## TASK DETAILS
Search the material below for "TraceMetadata" and copy every line where it occurs.

## GIVEN ENTRIES
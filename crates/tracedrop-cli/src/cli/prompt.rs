//! Terminal consent prompt.

use dialoguer::{theme::ColorfulTheme, Confirm};
use std::io::IsTerminal;
use tracedrop_core::{ConsentError, ConsentPrompt};

pub struct TerminalPrompt;

impl ConsentPrompt for TerminalPrompt {
    fn confirm(&self, version: u32) -> Result<bool, ConsentError> {
        if !std::io::stdin().is_terminal() {
            return Err(ConsentError::NotInteractive { version });
        }

        eprintln!(
            "Uploaded traces contain the memory and files of the recorded processes.\n\
             They are handled according to the tracedrop privacy policy, version {version}."
        );
        Confirm::with_theme(&ColorfulTheme::default())
            .with_prompt("Do you accept the privacy policy?")
            .default(false)
            .interact()
            .map_err(|e| ConsentError::Prompt(e.to_string()))
    }
}
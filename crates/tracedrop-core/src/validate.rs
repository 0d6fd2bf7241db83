//! Trace-safety gate.
//!
//! Runs before any data leaves the machine. Two checks, in this order:
//!
//! 1. **CPU features**: the CPUID leaf 7 / sub-leaf 0 record is matched
//!    against [`BANNED_FEATURES`]. A feature is active when its bit is set
//!    in the record *and* the trace's XCR0 enables the state it needs. The
//!    analysis side cannot replay traces using them.
//! 2. **Environment**: each `KEY=VALUE` in the recorded environment is
//!    checked against [`SENSITIVE_VARIABLES`]; a hit means credentials were
//!    captured into the trace.
//!
//! Each violation spends one unit of the [`WarningBudget`]. With budget
//! left it is reported as a [`ValidationWarning`]; without, it is fatal.

use crate::trace_info::TraceMetadata;
use std::fmt;
use thiserror::Error;

#[derive(Debug, Clone, Copy, PartialEq, Eq)]
pub enum Register {
    Ebx,
    Ecx,
    Edx,
}

#[derive(Debug, Clone, Copy, PartialEq, Eq)]
pub struct BannedFeature {
    pub name: &'static str,
    pub register: Register,
    pub bit: u32,
    /// XCR0 bits that must all be set for the feature to be usable.
    pub xcr0: u64,
}

const XCR0_AVX512: u64 = 0xe0;
const XCR0_PKRU: u64 = 0x200;
const XCR0_AMX: u64 = 0x6_0000;

const fn feature(name: &'static str, register: Register, bit: u32, xcr0: u64) -> BannedFeature {
    BannedFeature {
        name,
        register,
        bit,
        xcr0,
    }
}

/// Leaf 7 / sub-leaf 0 features that must not be active in a submitted trace.
pub const BANNED_FEATURES: &[BannedFeature] = &[
    feature("avx512f", Register::Ebx, 16, XCR0_AVX512),
    feature("avx512dq", Register::Ebx, 17, XCR0_AVX512),
    feature("avx512ifma", Register::Ebx, 21, XCR0_AVX512),
    feature("avx512pf", Register::Ebx, 26, XCR0_AVX512),
    feature("avx512er", Register::Ebx, 27, XCR0_AVX512),
    feature("avx512cd", Register::Ebx, 28, XCR0_AVX512),
    feature("avx512bw", Register::Ebx, 30, XCR0_AVX512),
    feature("avx512vl", Register::Ebx, 31, XCR0_AVX512),
    feature("avx512vbmi", Register::Ecx, 1, XCR0_AVX512),
    feature("pku", Register::Ecx, 3, XCR0_PKRU),
    feature("avx512vbmi2", Register::Ecx, 6, XCR0_AVX512),
    feature("avx512vnni", Register::Ecx, 11, XCR0_AVX512),
    feature("avx512bitalg", Register::Ecx, 12, XCR0_AVX512),
    feature("avx512vpopcntdq", Register::Ecx, 14, XCR0_AVX512),
    feature("avx512_4vnniw", Register::Edx, 2, XCR0_AVX512),
    feature("avx512_4fmaps", Register::Edx, 3, XCR0_AVX512),
    feature("avx512_vp2intersect", Register::Edx, 8, XCR0_AVX512),
    feature("amx_bf16", Register::Edx, 22, XCR0_AMX),
    feature("avx512_fp16", Register::Edx, 23, XCR0_AVX512),
    feature("amx_tile", Register::Edx, 24, XCR0_AMX),
    feature("amx_int8", Register::Edx, 25, XCR0_AMX),
];

const fn leaf7_masks(features: &[BannedFeature]) -> [u32; 3] {
    let mut masks = [0u32; 3];
    let mut i = 0;
    while i < features.len() {
        let f = features[i];
        let idx = match f.register {
            Register::Ebx => 0,
            Register::Ecx => 1,
            Register::Edx => 2,
        };
        masks[idx] |= 1 << f.bit;
        i += 1;
    }
    masks
}

/// `[ebx, ecx, edx]` masks of every banned leaf 7 feature.
pub const BANNED_LEAF7_MASKS: [u32; 3] = leaf7_masks(BANNED_FEATURES);

/// Variable names whose presence in a trace means a credential was recorded.
pub const SENSITIVE_VARIABLES: &[&str] = &[
    "AWS_SECRET_ACCESS_KEY",
    "AWS_SESSION_TOKEN",
    "TRACEDROP_USER_SECRET_KEY",
    "SSHPASS",
    "STRIPE_SECRET_KEY",
    "GITHUB_TOKEN",
    "GH_TOKEN",
    "GITLAB_TOKEN",
    "NPM_TOKEN",
    "CARGO_REGISTRY_TOKEN",
    "PYPI_TOKEN",
    "DOCKER_PASSWORD",
    "OPENAI_API_KEY",
    "ANTHROPIC_API_KEY",
    "GOOGLE_APPLICATION_CREDENTIALS",
    "AZURE_CLIENT_SECRET",
    "VAULT_TOKEN",
];

/// Number of non-fatal violations the operator is willing to accept.
#[derive(Debug, Clone, Copy, PartialEq, Eq, Default)]
pub struct WarningBudget {
    remaining: u32,
}

impl WarningBudget {
    pub fn new(remaining: u32) -> Self {
        Self { remaining }
    }

    pub fn remaining(&self) -> u32 {
        self.remaining
    }

    /// Spend one unit. Returns false when nothing was left.
    pub fn spend(&mut self) -> bool {
        if self.remaining == 0 {
            return false;
        }
        self.remaining -= 1;
        true
    }
}

/// Facts about the machine running the gate.
pub trait HostCapabilities: Send + Sync {
    /// Whether CPUID faulting is available, which is what lets the tracer
    /// hide features when re-recording.
    fn cpuid_faulting(&self) -> bool;
}

/// Reads `/proc/cpuinfo` for the `cpuid_fault` flag.
#[derive(Debug, Clone, Copy, Default)]
pub struct ProcCpuinfo;

impl HostCapabilities for ProcCpuinfo {
    fn cpuid_faulting(&self) -> bool {
        std::fs::read_to_string("/proc/cpuinfo")
            .map(|info| {
                info.lines()
                    .filter(|l| l.starts_with("flags"))
                    .any(|l| l.split_whitespace().any(|flag| flag == "cpuid_fault"))
            })
            .unwrap_or(false)
    }
}

/// Fixed answers, for tests and for operators who know their host.
#[derive(Debug, Clone, Copy, Default)]
pub struct StaticHost {
    pub cpuid_faulting: bool,
}

impl HostCapabilities for StaticHost {
    fn cpuid_faulting(&self) -> bool {
        self.cpuid_faulting
    }
}

#[derive(Debug, Clone, PartialEq, Eq)]
pub enum ValidationWarning {
    CpuFeatures {
        features: Vec<&'static str>,
        /// The host cannot fault on CPUID, so re-recording without the
        /// features is impossible and the violation was let through.
        unenforceable: bool,
    },
    SensitiveVariable {
        name: String,
    },
}

impl fmt::Display for ValidationWarning {
    fn fmt(&self, f: &mut fmt::Formatter<'_>) -> fmt::Result {
        match self {
            Self::CpuFeatures {
                features,
                unenforceable: false,
            } => write!(
                f,
                "trace uses CPU features the analysis service cannot replay: {}",
                features.join(", ")
            ),
            Self::CpuFeatures {
                features,
                unenforceable: true,
            } => write!(
                f,
                "trace uses unsupported CPU features ({}) but this host lacks CPUID faulting, \
                 so they cannot be disabled; continuing anyway",
                features.join(", ")
            ),
            Self::SensitiveVariable { name } => write!(
                f,
                "trace environment contains {name}, which may disclose a credential"
            ),
        }
    }
}

#[derive(Debug, Clone, Error, PartialEq, Eq)]
pub enum ValidationError {
    #[error(
        "trace uses CPU features the analysis service cannot replay: {}.\n\
         Re-record with: {suggestion}",
        features.join(", ")
    )]
    BannedCpuFeatures {
        features: Vec<&'static str>,
        suggestion: String,
    },

    #[error(
        "trace environment contains {name}, which may disclose a credential.\n\
         Re-record with {name} unset (e.g. `env -u {name} rr record ...`)"
    )]
    SensitiveVariable { name: String },

    #[error("trace metadata has no `environ`; the tracer that produced it is too old")]
    IncompatibleTrace,
}

impl ValidationError {
    pub fn exit_code(&self) -> i32 {
        2
    }
}

/// Features from [`BANNED_FEATURES`] active in `meta`, in table order.
pub fn active_banned_features(meta: &TraceMetadata) -> Vec<&'static str> {
    let Some([_, ebx, ecx, edx]) = meta.cpuid(7, 0) else {
        return Vec::new();
    };

    BANNED_FEATURES
        .iter()
        .filter(|f| {
            let reg = match f.register {
                Register::Ebx => ebx,
                Register::Ecx => ecx,
                Register::Edx => edx,
            };
            reg & (1 << f.bit) != 0 && meta.xcr0 & f.xcr0 == f.xcr0
        })
        .map(|f| f.name)
        .collect()
}

/// Command line to re-record with every banned leaf 7 feature masked out.
pub fn rerecord_suggestion() -> String {
    let [ebx, ecx, edx] = BANNED_LEAF7_MASKS;
    format!("rr record --disable-cpuid-features-leaf7 0x{ebx:x},0x{ecx:x},0x{edx:x} <program>")
}

pub struct Validator<'a> {
    host: &'a dyn HostCapabilities,
}

impl<'a> Validator<'a> {
    pub fn new(host: &'a dyn HostCapabilities) -> Self {
        Self { host }
    }

    /// Apply the gate. Warnings are returned in discovery order, CPU
    /// features first; `budget` is decremented for each one.
    pub fn validate(
        &self,
        meta: &TraceMetadata,
        budget: &mut WarningBudget,
    ) -> Result<Vec<ValidationWarning>, ValidationError> {
        let mut warnings = Vec::new();

        let features = active_banned_features(meta);
        if !features.is_empty() {
            if budget.spend() {
                warnings.push(ValidationWarning::CpuFeatures {
                    features,
                    unenforceable: false,
                });
            } else if !self.host.cpuid_faulting() {
                warnings.push(ValidationWarning::CpuFeatures {
                    features,
                    unenforceable: true,
                });
            } else {
                return Err(ValidationError::BannedCpuFeatures {
                    features,
                    suggestion: rerecord_suggestion(),
                });
            }
        }

        for key in meta.env_keys() {
            if !SENSITIVE_VARIABLES.contains(&key) {
                continue;
            }
            if budget.spend() {
                warnings.push(ValidationWarning::SensitiveVariable {
                    name: key.to_string(),
                });
            } else {
                return Err(ValidationError::SensitiveVariable {
                    name: key.to_string(),
                });
            }
        }

        for warning in &warnings {
            tracing::warn!("{warning}");
        }
        Ok(warnings)
    }
}

#[cfg(test)]
mod tests {
    use super::*;

    fn meta(xcr0: u64, leaf7: Option<[i64; 3]>, environ: &[&str]) -> TraceMetadata {
        TraceMetadata {
            xcr0,
            cpuid_records: leaf7
                .map(|[b, c, d]| vec![vec![7, 0, 0, b, c, d]])
                .unwrap_or_default(),
            environ: environ.iter().map(|s| s.to_string()).collect(),
        }
    }

    const FAULTING: StaticHost = StaticHost {
        cpuid_faulting: true,
    };

    #[test]
    fn test_masks_cover_table() {
        let [ebx, ecx, edx] = BANNED_LEAF7_MASKS;
        assert_eq!(ebx, 0xdc23_0000);
        assert_eq!(ecx, 0x584a);
        assert_eq!(edx, 0x03c0_010c);
    }

    #[test]
    fn test_feature_needs_xcr0_enablement() {
        let avx512f = 1 << 16;
        assert!(active_banned_features(&meta(0x7, Some([avx512f, 0, 0]), &[])).is_empty());
        assert_eq!(
            active_banned_features(&meta(0xe7, Some([avx512f, 0, 0]), &[])),
            vec!["avx512f"]
        );
    }

    #[test]
    fn test_clean_trace_passes_without_spending() {
        let mut budget = WarningBudget::new(1);
        let warnings = Validator::new(&FAULTING)
            .validate(&meta(0xe7, Some([0, 0, 0]), &["HOME=/root"]), &mut budget)
            .unwrap();
        assert!(warnings.is_empty());
        assert_eq!(budget.remaining(), 1);
    }

    #[test]
    fn test_cpu_violation_is_fatal_without_budget() {
        let mut budget = WarningBudget::new(0);
        let err = Validator::new(&FAULTING)
            .validate(&meta(0x2e7, Some([0, 1 << 3, 0]), &[]), &mut budget)
            .unwrap_err();
        match err {
            ValidationError::BannedCpuFeatures {
                features,
                suggestion,
            } => {
                assert_eq!(features, vec!["pku"]);
                assert!(suggestion.contains("--disable-cpuid-features-leaf7"));
            }
            other => panic!("unexpected {other:?}"),
        }
    }

    #[test]
    fn test_cpu_violation_downgraded_without_cpuid_faulting() {
        let host = StaticHost {
            cpuid_faulting: false,
        };
        let mut budget = WarningBudget::new(0);
        let warnings = Validator::new(&host)
            .validate(&meta(0xe7, Some([1 << 16, 0, 0]), &[]), &mut budget)
            .unwrap();
        assert_eq!(
            warnings,
            vec![ValidationWarning::CpuFeatures {
                features: vec!["avx512f"],
                unenforceable: true
            }]
        );
    }

    #[test]
    fn test_sensitive_variable_with_value_containing_equals() {
        let mut budget = WarningBudget::new(0);
        let err = Validator::new(&FAULTING)
            .validate(&meta(0, None, &["SSHPASS=a=b"]), &mut budget)
            .unwrap_err();
        assert_eq!(
            err,
            ValidationError::SensitiveVariable {
                name: "SSHPASS".into()
            }
        );
        assert_eq!(err.exit_code(), 2);
    }

    #[test]
    fn test_similar_names_are_not_flagged() {
        let mut budget = WarningBudget::new(0);
        Validator::new(&FAULTING)
            .validate(&meta(0, None, &["SSHPASS_HINT=1", "XSSHPASS=1"]), &mut budget)
            .unwrap();
    }
}
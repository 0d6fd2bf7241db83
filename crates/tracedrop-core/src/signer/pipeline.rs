//! Explicit ownership of the concurrent stages of one signing run.
//!
//! A [`Pipeline`] spawns each stage on its own thread and owns the handles.
//! Stages report their final status on a channel; [`Pipeline::join`] blocks
//! on that channel (no polling) and cancels every remaining stage as soon
//! as one fails, then reaps all threads before returning.

use super::stream::{is_knock_on, CancelToken};
use super::{SignError, StageName};
use std::io;
use std::sync::mpsc::{channel, Receiver, Sender};
use std::thread::{self, JoinHandle};

/// What a stage hands back when it completes successfully.
#[derive(Debug)]
pub enum StageOutput {
    Done,
    /// SHA-256 of the bytes the stage consumed.
    Digest(Vec<u8>),
    Signed {
        digest: Vec<u8>,
        signature: Vec<u8>,
    },
}

type StageStatus = (StageName, io::Result<StageOutput>);

pub struct Pipeline {
    handles: Vec<(StageName, JoinHandle<()>)>,
    status_tx: Option<Sender<StageStatus>>,
    status_rx: Receiver<StageStatus>,
    cancel: CancelToken,
}

impl Default for Pipeline {
    fn default() -> Self {
        Self::new()
    }
}

impl Pipeline {
    pub fn new() -> Self {
        let (status_tx, status_rx) = channel();
        Self {
            handles: Vec::new(),
            status_tx: Some(status_tx),
            status_rx,
            cancel: CancelToken::default(),
        }
    }

    /// Token every stream of this pipeline must observe.
    pub fn cancel_token(&self) -> CancelToken {
        self.cancel.clone()
    }

    /// Start `stage` on a dedicated thread.
    pub fn spawn<F>(&mut self, name: StageName, stage: F) -> Result<(), SignError>
    where
        F: FnOnce() -> io::Result<StageOutput> + Send + 'static,
    {
        let tx = self
            .status_tx
            .clone()
            .ok_or(SignError::StageSpawn {
                stage: name,
                source: io::Error::other("pipeline already joined"),
            })?;

        let handle = thread::Builder::new()
            .name(format!("tracedrop-{name}"))
            .spawn(move || {
                let result = stage();
                let _ = tx.send((name, result));
            })
            .map_err(|source| {
                self.kill_all();
                SignError::StageSpawn {
                    stage: name,
                    source,
                }
            })?;

        tracing::debug!(stage = %name, "pipeline stage started");
        self.handles.push((name, handle));
        Ok(())
    }

    /// Ask every stage to stop at its next read or write.
    pub fn kill_all(&self) {
        self.cancel.cancel();
    }

    /// Wait for every stage. Succeeds only if all stages succeeded.
    ///
    /// When several stages fail, the reported stage is the one whose error
    /// was not merely a consequence of a neighbour dying.
    pub fn join(mut self) -> Result<Vec<(StageName, StageOutput)>, SignError> {
        drop(self.status_tx.take());

        let mut outputs = Vec::with_capacity(self.handles.len());
        let mut failures: Vec<(StageName, io::Error)> = Vec::new();

        while let Ok((name, result)) = self.status_rx.recv() {
            match result {
                Ok(output) => {
                    tracing::debug!(stage = %name, "pipeline stage finished");
                    outputs.push((name, output));
                }
                Err(err) => {
                    if failures.is_empty() {
                        tracing::debug!(
                            stage = %name,
                            error = %err,
                            "stage failed, cancelling pipeline"
                        );
                        self.kill_all();
                    }
                    failures.push((name, err));
                }
            }
        }

        let mut panicked = None;
        for (name, handle) in self.handles.drain(..) {
            if handle.join().is_err() && panicked.is_none() {
                panicked = Some(name);
            }
        }

        if let Some(stage) = panicked {
            return Err(SignError::StagePanicked { stage });
        }

        if !failures.is_empty() {
            let root = failures
                .iter()
                .position(|(_, e)| !is_knock_on(e))
                .unwrap_or(0);
            let (stage, source) = failures.swap_remove(root);
            return Err(SignError::Stage { stage, source });
        }

        Ok(outputs)
    }
}

impl Drop for Pipeline {
    fn drop(&mut self) {
        // Stages still running past an abandoned pipeline must wind down.
        if !self.handles.is_empty() {
            self.cancel.cancel();
        }
    }
}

## OUTPUT BELOW
use crate::trace_info::TraceMetadata;
pub fn active_banned_features(meta: &TraceMetadata) -> Vec<&'static str> {
        meta: &TraceMetadata,
    fn meta(xcr0: u64, leaf7: Option<[i64; 3]>, environ: &[&str]) -> TraceMetadata {
        TraceMetadata {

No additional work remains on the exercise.